:: EXERCISE DESCRIPTION ::
Starting at the top of the entries below, print each line exactly until the line with "fn prototype(registry: &mut" has been printed too.

### DATA SECTION ###

//! Tests for createWithPrototype and prototype-aware reads and writes.

extern crate propshim;

use propshim::ds::error::ShimError;
use propshim::ds::function_object::new_function_object;
use propshim::ds::object::new_object;
use propshim::ds::object_property::PropertyDescriptorSetter;
use propshim::ds::operations::test_and_comparison::same_object;
use propshim::ds::value::JsValue;
use propshim::shim::{HostConfig, ObjectRegistry};

fn registries() -> Vec<ObjectRegistry> {
    vec![
        ObjectRegistry::new(HostConfig::modern()),
        ObjectRegistry::new(HostConfig::legacy()),
    ]
}

fn prototype(registry: &mut ObjectRegistry) -> JsValue {
    let proto = JsValue::Object(new_object());
    registry.put(&proto, "greeting", JsValue::str("hello")).unwrap();
    registry
        .define_property(&proto, "version", PropertyDescriptorSetter::data(JsValue::int(1)))
        .unwrap();
    proto
}

// ============================================================================
// createWithPrototype
// ============================================================================

mod create_tests {
    use super::*;

    #[test]
    fn test_prototype_is_reported() {
        for mut registry in registries() {
            let proto = prototype(&mut registry);
            let child = registry.create_with_prototype(&proto, None).unwrap();
            let linked = registry
                .prototype_of(&JsValue::Object(child))
                .unwrap()
                .unwrap();
            assert!(same_object(&linked, proto.as_object().unwrap()));
        }
    }

    #[test]
    fn test_null_prototype() {
        for mut registry in registries() {
            let child = registry.create_with_prototype(&JsValue::Null, None).unwrap();
            let child = JsValue::Object(child);
            assert!(registry.prototype_of(&child).unwrap().is_none());
            assert_eq!(registry.get(&child, "anything").unwrap(), JsValue::Undefined);
        }
    }

    #[test]
    fn test_invalid_prototype() {
        let mut registry = ObjectRegistry::default();
        for proto in vec![JsValue::int(3), JsValue::Undefined, JsValue::str("p")] {
            let err = registry.create_with_prototype(&proto, None).unwrap_err();
            assert!(matches!(err, ShimError::InvalidArgument(_)));
        }
    }

    #[test]
    fn test_function_can_be_a_prototype() {
        let mut registry = ObjectRegistry::default();
        let f = JsValue::Object(new_function_object("F", 0, |_, _, _| Ok(JsValue::Undefined)));
        let child = JsValue::Object(registry.create_with_prototype(&f, None).unwrap());
        assert_eq!(registry.get(&child, "name").unwrap(), JsValue::str("F"));
    }

    #[test]
    fn test_initial_descriptors_are_applied() {
        let mut registry = ObjectRegistry::default();
        let child = registry
            .create_with_prototype(
                &JsValue::Null,
                Some(vec![
                    (
                        "x".to_string(),
                        PropertyDescriptorSetter::data(JsValue::int(1)).with_enumerable(true),
                    ),
                    ("y".to_string(), PropertyDescriptorSetter::data(JsValue::int(2))),
                ]),
            )
            .unwrap();
        let child = JsValue::Object(child);
        assert_eq!(registry.keys(&child).unwrap(), vec!["x"]);
        assert_eq!(registry.list_own_property_names(&child).unwrap(), vec!["x", "y"]);
        assert!(!registry.delete_property(&child, "y").unwrap());
    }

    #[test]
    fn test_bad_initial_descriptor_fails_creation() {
        let mut registry = ObjectRegistry::default();
        let err = registry
            .create_with_prototype(
                &JsValue::Null,
                Some(vec![(
                    "x".to_string(),
                    PropertyDescriptorSetter::data(JsValue::int(1)).with_get(JsValue::Undefined),
                )]),
            )
            .unwrap_err();
        assert!(matches!(err, ShimError::ConflictingDescriptor(_)));
    }

    #[test]
    fn test_legacy_links_live_in_side_table() {
        let mut registry = ObjectRegistry::new(HostConfig::legacy());
        let proto = prototype(&mut registry);
        let child = registry.create_with_prototype(&proto, None).unwrap();
        assert!((*child)
            .borrow()
            .as_js_object()
            .get_object_base()
            .prototype()
            .is_none());
        assert!(registry.prototype_of(&JsValue::Object(child)).unwrap().is_some());
    }

    #[test]
    fn test_plain_object_has_no_prototype() {
        let registry = ObjectRegistry::default();
        let o = JsValue::Object(new_object());
        assert!(registry.prototype_of(&o).unwrap().is_none());
        assert!(matches!(
            registry.prototype_of(&JsValue::int(1)),
            Err(ShimError::InvalidArgument(_))
        ));
    }
}

// ============================================================================
// clone
// ============================================================================

mod clone_tests {
    use super::*;

    #[test]
    fn test_clone_keeps_prototype_and_descriptors() {
        for mut registry in registries() {
            let proto = prototype(&mut registry);
            let original = JsValue::Object(registry.create_with_prototype(&proto, None).unwrap());
            registry.put(&original, "open", JsValue::int(1)).unwrap();
            registry
                .define_property(&original, "locked", PropertyDescriptorSetter::data(JsValue::int(2)))
                .unwrap();

            let copy = JsValue::Object(registry.clone_object(&original, true).unwrap());
            let linked = registry.prototype_of(&copy).unwrap().unwrap();
            assert!(same_object(&linked, proto.as_object().unwrap()));
            assert_eq!(
                registry.get_own_property_descriptors(&copy).unwrap(),
                registry.get_own_property_descriptors(&original).unwrap()
            );
            assert!(!registry.delete_property(&copy, "locked").unwrap());

            registry.put(&copy, "open", JsValue::int(9)).unwrap();
            assert_eq!(registry.get(&original, "open").unwrap(), JsValue::int(1));
        }
    }

    #[test]
    fn test_clone_without_inherit_is_empty() {
        let mut registry = ObjectRegistry::default();
        let proto = prototype(&mut registry);
        let original = JsValue::Object(registry.create_with_prototype(&proto, None).unwrap());
        registry.put(&original, "open", JsValue::int(1)).unwrap();

        let copy = JsValue::Object(registry.clone_object(&original, false).unwrap());
        assert!(registry.list_own_property_names(&copy).unwrap().is_empty());
        assert_eq!(registry.get(&copy, "greeting").unwrap(), JsValue::str("hello"));
    }

    #[test]
    fn test_clone_copies_accessors() {
        let mut registry = ObjectRegistry::default();
        let original = JsValue::Object(new_object());
        let getter = new_function_object("get", 0, |registry, this, _args| {
            registry.get(&this, "own")
        });
        registry
            .define_property(
                &original,
                "view",
                PropertyDescriptorSetter::accessor(Some(getter), None).with_enumerable(true),
            )
            .unwrap();
        let copy = JsValue::Object(registry.clone_object(&original, true).unwrap());
        assert!(registry.prototype_of(&copy).unwrap().is_none());
        registry.put(&copy, "own", JsValue::int(3)).unwrap();
        assert_eq!(registry.get(&copy, "view").unwrap(), JsValue::int(3));
        assert_eq!(registry.keys(&copy).unwrap(), vec!["own", "view"]);
    }
}

// ============================================================================
// Inherited reads and writes
// ============================================================================

mod inheritance_tests {
    use super::*;

    #[test]
    fn test_reads_follow_the_chain() {
        for mut registry in registries() {
            let proto = prototype(&mut registry);
            let middle = JsValue::Object(registry.create_with_prototype(&proto, None).unwrap());
            let child = JsValue::Object(registry.create_with_prototype(&middle, None).unwrap());

            assert_eq!(registry.get(&child, "greeting").unwrap(), JsValue::str("hello"));
            assert!(registry.has_property(&child, "greeting").unwrap());
            assert!(!registry.has_own_property(&child, "greeting").unwrap());
            assert!(registry.list_own_property_names(&child).unwrap().is_empty());
        }
    }

    #[test]
    fn test_write_shadows_inherited_writable() {
        for mut registry in registries() {
            let proto = prototype(&mut registry);
            let child = JsValue::Object(registry.create_with_prototype(&proto, None).unwrap());

            assert!(registry.put(&child, "greeting", JsValue::str("hi")).unwrap());
            assert_eq!(registry.get(&child, "greeting").unwrap(), JsValue::str("hi"));
            assert_eq!(registry.get(&proto, "greeting").unwrap(), JsValue::str("hello"));
        }
    }

    #[test]
    fn test_inherited_read_only_blocks_write() {
        for mut registry in registries() {
            let proto = prototype(&mut registry);
            let child = JsValue::Object(registry.create_with_prototype(&proto, None).unwrap());

            assert!(!registry.put(&child, "version", JsValue::int(2)).unwrap());
            assert!(!registry.has_own_property(&child, "version").unwrap());
            // defineProperty is not affected by the inherited attribute
            registry
                .define_property(&child, "version", PropertyDescriptorSetter::data(JsValue::int(2)))
                .unwrap();
            assert_eq!(registry.get(&child, "version").unwrap(), JsValue::int(2));
        }
    }

    #[test]
    fn test_inherited_getter_sees_the_receiver() {
        let mut registry = ObjectRegistry::default();
        let proto = JsValue::Object(new_object());
        let getter = new_function_object("get", 0, |registry, this, _args| {
            registry.get(&this, "own")
        });
        registry
            .define_property(&proto, "view", PropertyDescriptorSetter::accessor(Some(getter), None))
            .unwrap();
        let child = JsValue::Object(registry.create_with_prototype(&proto, None).unwrap());
        registry.put(&child, "own", JsValue::int(42)).unwrap();
        assert_eq!(registry.get(&child, "view").unwrap(), JsValue::int(42));
        assert_eq!(registry.get(&proto, "view").unwrap(), JsValue::Undefined);
    }
}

###

:: TASK SOLUTION ::
//! Tests for createWithPrototype and prototype-aware reads and writes.

extern crate propshim;

use propshim::ds::error::ShimError;
use propshim::ds::function_object::new_function_object;
use propshim::ds::object::new_object;
use propshim::ds::object_property::PropertyDescriptorSetter;
use propshim::ds::operations::test_and_comparison::same_object;
use propshim::ds::value::JsValue;
use propshim::shim::{HostConfig, ObjectRegistry};

fn registries() -> Vec<ObjectRegistry> {
    vec![
        ObjectRegistry::new(HostConfig::modern()),
        ObjectRegistry::new(HostConfig::legacy()),
    ]
}

fn prototype(registry: &mut ObjectRegistry) -> JsValue {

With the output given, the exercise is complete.